Подлинный же расцвет театра начался в конце 1580-х годов благодаря так называемым «университетским умам» – драматургам-гуманистам, получившим образование в одном из английских университетов, Оксфордском или Кембриджском. Томас Кид (1558–1594) разрабатывал жанр «кровавой трагедии», Джон Лили (ок. 1554–1606) писал изящные комедии на античные сюжеты, в драмах Роберта Грина (1558–1592) блестяще реализовались темы и сюжеты английского фольклора, а в творчестве Кристофера Марло (1564–1593) значительное место заняли пьесы на историческую тему. Рост самосознания англичан как нации предопределил интерес елизаветинцев и к народному творчеству, и к национальной истории. Отсюда – значительное число исторических пьес-хроник, которые пользовались огромным успехом у зрителей.
К концу XVI в. в Англии было несколько разных видов театра, отличавшихся друг от друга прежде всего аудиторией и технической организацией. Старейшим был придворный театр. Собственные театральные труппы имели не только монархи, но и некоторые аристократы. Параллельно существовали и городские театры, делившиеся на публичные и частные, в отличие от придворных, существовавших на средства владельца-аристократа и посещавшихся только его семьей и гостями. Вход в городские театры был платным. Если зрители городских театров, не принадлежавшие к аристократическим кругам, не имели возможности попасть на представление в придворном театре, то труппы «плебейских» театров нередко приглашались ко двору.

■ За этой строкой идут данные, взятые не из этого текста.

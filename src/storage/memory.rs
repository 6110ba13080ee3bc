use async_trait::async_trait;
use std::collections::HashMap;
use std::sync::Arc;
use tokio::sync::RwLock;

use super::KeyValueStore;
use crate::error::StorageResult;

/// Process-local store. Clones share the same map.
#[derive(Clone, Default)]
pub struct MemoryStore {
    entries: Arc<RwLock<HashMap<String, String>>>,
}

impl MemoryStore {
    pub fn new() -> Self {
        Self::default()
    }

    /// Whether `key` currently holds a value
    pub async fn contains(&self, key: &str) -> bool {
        self.entries.read().await.contains_key(key)
    }
}

#[async_trait]
impl KeyValueStore for MemoryStore {
    async fn get(&self, key: &str) -> StorageResult<Option<String>> {
        Ok(self.entries.read().await.get(key).cloned())
    }

    async fn set(&self, key: &str, value: &str) -> StorageResult<()> {
        self.entries
            .write()
            .await
            .insert(key.to_string(), value.to_string());
        Ok(())
    }

    async fn remove(&self, key: &str) -> StorageResult<()> {
        self.entries.write().await.remove(key);
        Ok(())
    }
}

#[cfg(test)]
mod tests {
    use super::*;

    #[tokio::test]
    async fn test_clones_share_entries() {
        let store = MemoryStore::new();
        let other = store.clone();
        store.set("k", "v").await.unwrap();
        assert_eq!(other.get("k").await.unwrap().as_deref(), Some("v"));

        other.remove("k").await.unwrap();
        assert!(!store.contains("k").await);
    }
}
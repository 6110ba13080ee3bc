//! Case service client and wire types.
//!
//! Three operations: case analysis, relevance classification, and
//! question answering.

mod client;
mod types;


pub use client::CaseServiceClient;
pub use types::*;
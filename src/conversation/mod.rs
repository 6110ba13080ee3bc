//! Conversational Q&A about the case material.
//!
//! - [`ConversationSession`]: ask/answer cycle with durable history
//! - [`Transcript`]: plain-text export rendering
//! - [`TranscriptSink`]: direct save or download fallback

mod export;
mod session;
mod transcript;

pub use export::*;
pub use session::*;
pub use transcript::*;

В публичных и частных театрах аудитория была очень пестрой; нередко сюда заглядывали и вельможи. Места для толстосумов находились в ложах, можно даже было купить кресло на краю сцены. Партер занимало простонародье. Декораций в те времена не было, сценическое действие воспринималось как очень условное. Например, на заднике сцены могла появиться доска с надписью: «Замок», «Лес» и т. п., и этого было достаточно, чтобы публика поняла, где, на каком фоне разворачиваются события. Однако самым примечательным было то, что все роли в театре исполнялись лицами мужского пола, а партии героинь играли безусые мальчики-подростки. Понимая психологическую глубину женских образов Шекспира, трудно представить, как такой юный актер мог сыграть, скажем, Офелию или Дездемону.

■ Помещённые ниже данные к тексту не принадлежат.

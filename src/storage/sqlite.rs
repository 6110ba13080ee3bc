use async_trait::async_trait;
use chrono::Utc;
use sqlx::migrate::Migrator;
use sqlx::sqlite::{SqliteConnectOptions, SqlitePool, SqlitePoolOptions};
use std::str::FromStr;
use tracing::{debug, info};

use super::KeyValueStore;
use crate::config::DatabaseConfig;
use crate::error::{StorageError, StorageResult};

/// Static migrator that embeds migrations at compile time
static MIGRATOR: Migrator = sqlx::migrate!("./migrations");

/// SQLite-backed key-value store
#[derive(Clone)]
pub struct SqliteStore {
    pool: SqlitePool,
}

impl SqliteStore {
    /// Open (or create) the database file and run migrations
    pub async fn new(config: &DatabaseConfig) -> StorageResult<Self> {
        // Ensure parent directory exists
        if let Some(parent) = config.path.parent() {
            std::fs::create_dir_all(parent).map_err(|e| StorageError::Connection {
                message: format!("Failed to create database directory: {}", e),
            })?;
        }

        let database_url = format!("sqlite://{}?mode=rwc", config.path.display());

        let options = SqliteConnectOptions::from_str(&database_url)
            .map_err(|e| StorageError::Connection {
                message: format!("Invalid database URL: {}", e),
            })?
            .create_if_missing(true);

        let pool = SqlitePoolOptions::new()
            .max_connections(config.max_connections)
            .connect_with(options)
            .await
            .map_err(|e| StorageError::Connection {
                message: format!("Failed to connect to database: {}", e),
            })?;

        let store = Self { pool };
        store.run_migrations().await?;

        Ok(store)
    }

    /// In-memory database, mainly for tests.
    ///
    /// Uses a single connection so every query sees the same database.
    pub async fn new_in_memory() -> StorageResult<Self> {
        let options = SqliteConnectOptions::from_str("sqlite::memory:").map_err(|e| {
            StorageError::Connection {
                message: format!("Invalid database URL: {}", e),
            }
        })?;

        let pool = SqlitePoolOptions::new()
            .max_connections(1)
            .connect_with(options)
            .await
            .map_err(|e| StorageError::Connection {
                message: format!("Failed to connect to database: {}", e),
            })?;

        let store = Self { pool };
        store.run_migrations().await?;

        Ok(store)
    }

    /// Run database migrations using embedded sqlx migrations
    async fn run_migrations(&self) -> StorageResult<()> {
        info!("Running database migrations...");

        MIGRATOR.run(&self.pool).await.map_err(|e| StorageError::Migration {
            message: format!("Failed to run migrations: {}", e),
        })?;

        info!("Database migrations completed successfully");
        Ok(())
    }
}

#[async_trait]
impl KeyValueStore for SqliteStore {
    async fn get(&self, key: &str) -> StorageResult<Option<String>> {
        let value: Option<(String,)> = sqlx::query_as(
            r#"
            SELECT value
            FROM kv_store
            WHERE key = ?
            "#,
        )
        .bind(key)
        .fetch_optional(&self.pool)
        .await?;

        Ok(value.map(|(v,)| v))
    }

    async fn set(&self, key: &str, value: &str) -> StorageResult<()> {
        sqlx::query(
            r#"
            INSERT INTO kv_store (key, value, updated_at)
            VALUES (?, ?, ?)
            ON CONFLICT(key) DO UPDATE SET
                value = excluded.value,
                updated_at = excluded.updated_at
            "#,
        )
        .bind(key)
        .bind(value)
        .bind(Utc::now().to_rfc3339())
        .execute(&self.pool)
        .await
        .map_err(|e| StorageError::Query {
            message: format!("Failed to write key {}: {}", key, e),
        })?;

        debug!(key = %key, bytes = value.len(), "Stored value");
        Ok(())
    }

    async fn remove(&self, key: &str) -> StorageResult<()> {
        let result = sqlx::query("DELETE FROM kv_store WHERE key = ?")
            .bind(key)
            .execute(&self.pool)
            .await?;

        debug!(key = %key, removed = result.rows_affected(), "Removed value");
        Ok(())
    }
}

#[cfg(test)]
mod tests {
    use super::*;

    #[tokio::test]
    async fn test_set_then_get() {
        let store = SqliteStore::new_in_memory().await.unwrap();
        store.set("k", "v1").await.unwrap();
        assert_eq!(store.get("k").await.unwrap().as_deref(), Some("v1"));
    }

    #[tokio::test]
    async fn test_set_overwrites() {
        let store = SqliteStore::new_in_memory().await.unwrap();
        store.set("k", "v1").await.unwrap();
        store.set("k", "v2").await.unwrap();
        assert_eq!(store.get("k").await.unwrap().as_deref(), Some("v2"));
    }

    #[tokio::test]
    async fn test_remove_missing_key_is_ok() {
        let store = SqliteStore::new_in_memory().await.unwrap();
        assert!(store.remove("never-set").await.is_ok());
        assert!(store.get("never-set").await.unwrap().is_none());
    }
}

В наше время большинство театральных режиссеров стремится облачить актеров в костюмы, соответствующие времени и месту, в которых разворачивается действие. Во времена же Шекспира понятия национального и исторического колорита находились в зачаточном состоянии и костюмы исполнителей оставались весьма условными. Они должны были отвечать понятиям современников. Очень важным оказывался цвет актерского платья или его отдельных деталей. Цвет позволял указать на некую доминирующую черту характера героя пьесы. Пурпур передавал царственное величие. Белый – невинность. Черный – скорбь, коричневый – старость и мудрость. Зеленый – юность и неопытность. Сложнее всего было с желтым – его оттенкам приписывались самые разные значения. Вспомним еще раз сцену из «Двенадцатой ночи», где Мальволио, руководствуясь сведениями из подметного письма, предстает перед госпожой Оливией в чулках с желтыми подвязками. Выбор их необычного цвета не случаен: современникам Шекспира было понятно, что желтый – цвет безумия и пылкости. Мальволио пылает страстью к Оливии, и внешне это его состояние передается «говорящей» деталью костюма.